От рома глазки о. игумена сразу замаслились. Пушкин, зная его привычки, снова накатил ему чуть не полстакана рома. О. Иона сразу размяк, и ему стало еще более нудно. Он то и дело вынимал красный, в нюхательном табаке, платок и обтирал им взмокший лоб и сразу засиявший волосатый нос.

— А это что же, новое сочиненьице какое-нибудь ваше, Александр Сергеевич?.. — спросил он, указывая глазами на рукопись.

— Нет. Это комедия Грибоедова «Горе от ума»… — отвечал тот неохотно.

— А-а!.. Слышал, слышал… — вдруг оживился монах. — Тут у нашего отца благочинного сын студент на Рождество домой приезжал, так сказывал… Весьма любопытно, весьма-с…

— Да ведь для вас вот Четьи-Минеи есть… — не мог удержаться Пушкин. — А это вещь скоромная…

— Так тем более-с любопытно. И можно сказать, по должности необходимо познакомиться с тем, что наши сочинители теперь пишут… — сказал хитрый монах, и глаза его засмеялись. — Дабы в случае чего предостеречь овец своих духовных… Как же можно…

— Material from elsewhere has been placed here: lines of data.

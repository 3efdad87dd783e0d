use anyhow::{Context as _, Result, bail};
use clap::{Args, Subcommand};
use shared::{
    forms::{DEFAULT_FEELING_RATING, SetField, WorkoutDraft, WorkoutHandoff, prepare_workout_log},
    models::WorkoutLog,
};

use super::{Context, prompt};

#[derive(Subcommand, Debug)]
pub enum WorkoutCommand {
    /// List logged workouts, one page at a time
    List {
        #[arg(
            long,
            short,
            default_value_t = 1,
            value_parser = clap::value_parser!(u32).range(1..)
        )]
        page: u32,
    },
    /// Log a workout for a routine, prompting for every planned set
    Log(LogWorkoutArgs),
}

#[derive(Args, Debug)]
pub struct LogWorkoutArgs {
    /// Routine identifier
    #[arg(long)]
    pub routine: String,
    /// Overall duration in minutes
    #[arg(long)]
    pub duration: String,
    #[arg(long, default_value = "")]
    pub notes: String,
    /// How the workout felt, 1 to 5
    #[arg(long, default_value_t = DEFAULT_FEELING_RATING.to_string())]
    pub feeling: String,
}

const SET_PROMPTS: [(SetField, &str); 4] = [
    (SetField::Weight, "weight (kg)"),
    (SetField::Reps, "reps"),
    (SetField::Duration, "duration (s)"),
    (SetField::RestAfter, "rest after (s)"),
];

pub async fn run(context: &Context, command: WorkoutCommand) -> Result<()> {
    match command {
        WorkoutCommand::List { page } => list(context, page).await,
        WorkoutCommand::Log(args) => log(context, args).await,
    }
}

fn summary(workout: &WorkoutLog) -> String {
    let date = workout
        .date
        .map_or_else(|| "-".to_string(), |date| date.format("%Y-%m-%d").to_string());
    let duration = workout
        .duration
        .map_or_else(|| "-".to_string(), |minutes| format!("{minutes} min"));
    format!(
        "{date:<10} {:<32} {duration:>8} {:>10.1} kg",
        workout.routine_name(),
        workout.total_volume()
    )
}

async fn list(context: &Context, page: u32) -> Result<()> {
    let workouts = context
        .authenticated_client()?
        .workouts(page)
        .await
        .context("failed to list workouts")?;

    if workouts.items.is_empty() {
        println!("No workouts logged yet.");
    }
    for workout in &workouts.items {
        println!("{}", summary(workout));
    }
    println!("Page {page} of {}", workouts.total_pages.max(1));
    Ok(())
}

fn fill_sets(draft: &mut WorkoutDraft) -> Result<()> {
    let plan: Vec<(String, usize)> = draft
        .exercises
        .iter()
        .map(|exercise| (exercise.exercise_name.clone(), exercise.sets.len()))
        .collect();

    for (exercise_index, (name, set_count)) in plan.into_iter().enumerate() {
        println!("{name}");
        for set_index in 0..set_count {
            for (field, label) in SET_PROMPTS {
                let value = prompt(&format!("  set {} {label}: ", set_index + 1))?;
                draft.set_field(exercise_index, set_index, field, value);
            }
        }
    }
    Ok(())
}

async fn log(context: &Context, args: LogWorkoutArgs) -> Result<()> {
    let client = context.authenticated_client()?;
    let user_id = context
        .session_store()
        .user()
        .and_then(|user| user.id.clone());

    let handoff = WorkoutHandoff {
        routine_id: args.routine,
    };
    let mut draft = prepare_workout_log(&client, Some(&handoff))
        .await
        .context("failed to load routine")?;
    println!("Logging {}; leave a value blank to skip it.", draft.routine_name);
    fill_sets(&mut draft)?;
    draft.duration = args.duration;
    draft.notes = args.notes;
    draft.feeling_rating = args.feeling;

    let request = match draft.to_request(user_id.as_deref()) {
        Ok(request) => request,
        Err(errors) => {
            for (field, error) in errors.iter() {
                eprintln!("{field} {error}");
            }
            bail!("workout is invalid");
        }
    };

    let workout = client
        .log_workout(&request)
        .await
        .context("failed to log workout")?;
    println!("Logged workout {} ({:.1} kg)", workout.id, workout.total_volume());
    Ok(())
}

— В таком случае, если желаете, мы будем продолжать чтение… — еще больше повеселел Пушкин, которому нравился лукавый поп. — Хотите?

— Да сделайте милость!.. Премного обяжете… Мать Арина, удовлетвори меня, касатка, еще стакашком, а я, ежели говеть у нас будешь, велю попу помягче с тебя спрашивать…

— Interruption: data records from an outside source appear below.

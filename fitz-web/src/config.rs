//! Frontend configuration module
//!
//! The web client is configured at compile time; there is no runtime config
//! file in the browser.

use shared::api::DEFAULT_BASE_URL;

/// Frontend configuration for the remote API
#[derive(Debug, Clone)]
pub struct FrontendConfig {
    /// Base URL of the remote API
    pub api_base_url: String,
}

impl Default for FrontendConfig {
    fn default() -> Self {
        Self {
            api_base_url: option_env!("FITZ_API_URL")
                .unwrap_or(DEFAULT_BASE_URL)
                .to_string(),
        }
    }
}

impl FrontendConfig {
    /// Create a new frontend configuration instance
    pub fn new() -> Self {
        Self::default()
    }

    /// Get the API base URL
    pub fn api_base_url(&self) -> &str {
        &self.api_base_url
    }
}

#[cfg(test)]
mod tests {
    use super::*;

    #[test]
    fn test_frontend_config_default() {
        let config = FrontendConfig::new();
        assert!(!config.api_base_url().is_empty());
        if option_env!("FITZ_API_URL").is_none() {
            assert_eq!(config.api_base_url(), "/api");
        }
    }
}
use i18nrs::yew::use_translation;
use yew::{Callback, Event, Html, function_component, html};
use yew_icons::{Icon, IconId};
use yewdux::prelude::use_store;

use crate::models::app_state::AppState;

#[function_component(ThemeToggle)]
pub fn theme_toggle() -> Html {
    let (i18n, ..) = use_translation();
    let (state, dispatch) = use_store::<AppState>();

    let toggle_theme: Callback<Event> = dispatch
        .reduce_mut_callback(|state: &mut AppState| state.dark_mode = !state.dark_mode);

    // Show sun icon in dark mode (to switch to light) and moon icon in light mode (to switch to dark)
    let theme_icon = if state.dark_mode {
        IconId::HeroiconsSolidSun
    } else {
        IconId::HeroiconsSolidMoon
    };

    html! {
        <label class="label cursor-pointer gap-3">
            <span class="label-text">{"Dark mode"}</span>
            <input
                type="checkbox"
                class="toggle"
                checked={state.dark_mode}
                onchange={toggle_theme}
                aria-label={i18n.t("theme.toggle")}
            />
            <Icon icon_id={theme_icon} class="h-5 w-5" />
        </label>
    }
}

— Ну, уж вы скажете тоже, батюшка!.. — помягчела и няня. — Давайте стакан-то, сполосну…

И Пушкин снова взялся за рукопись. Комедия все более и более захватывала его, и он, оживленно жестикулируя, читал сцену за сценой.

— «…Когда постранствуешь, воротишься назад, и дым отечества нам сладок и приятен…» — прочитал он и вдруг раскатился. — Вот именно!.. А, Пущин?..

Пущин отвечал улыбкой. Но он украдкой все принюхивался: в комнате определенно пахло угаром, которого он не выносил.

— Ха-ха-ха… — раскатывался хозяин. — «Как станешь представлять к крестишку иль к местечку, ну как не порадеть родному человечку?!»

О. Иона, с блаженным выражением на волосатом лице, боялся пропустить единое слово. Арина Родионовна вязала свой чулок, и на лице ее было теперь обычное благодушие. Она не совсем понимала, для чего это нужно писать и читать эти побаски, но раз Сашенька был доволен и весел, значит, все обстоит и слава Богу… Арина Родионовна была истинной дочерью земли и точно вся была пропитана ее простой мудростью, которая не знает лукавства и принимает не только покорно, но и с удовольствием, жизнь человеческую со всеми ее несовершенствами. Может быть, потому-то так и тепло всегда было около нее ее буйному питомцу.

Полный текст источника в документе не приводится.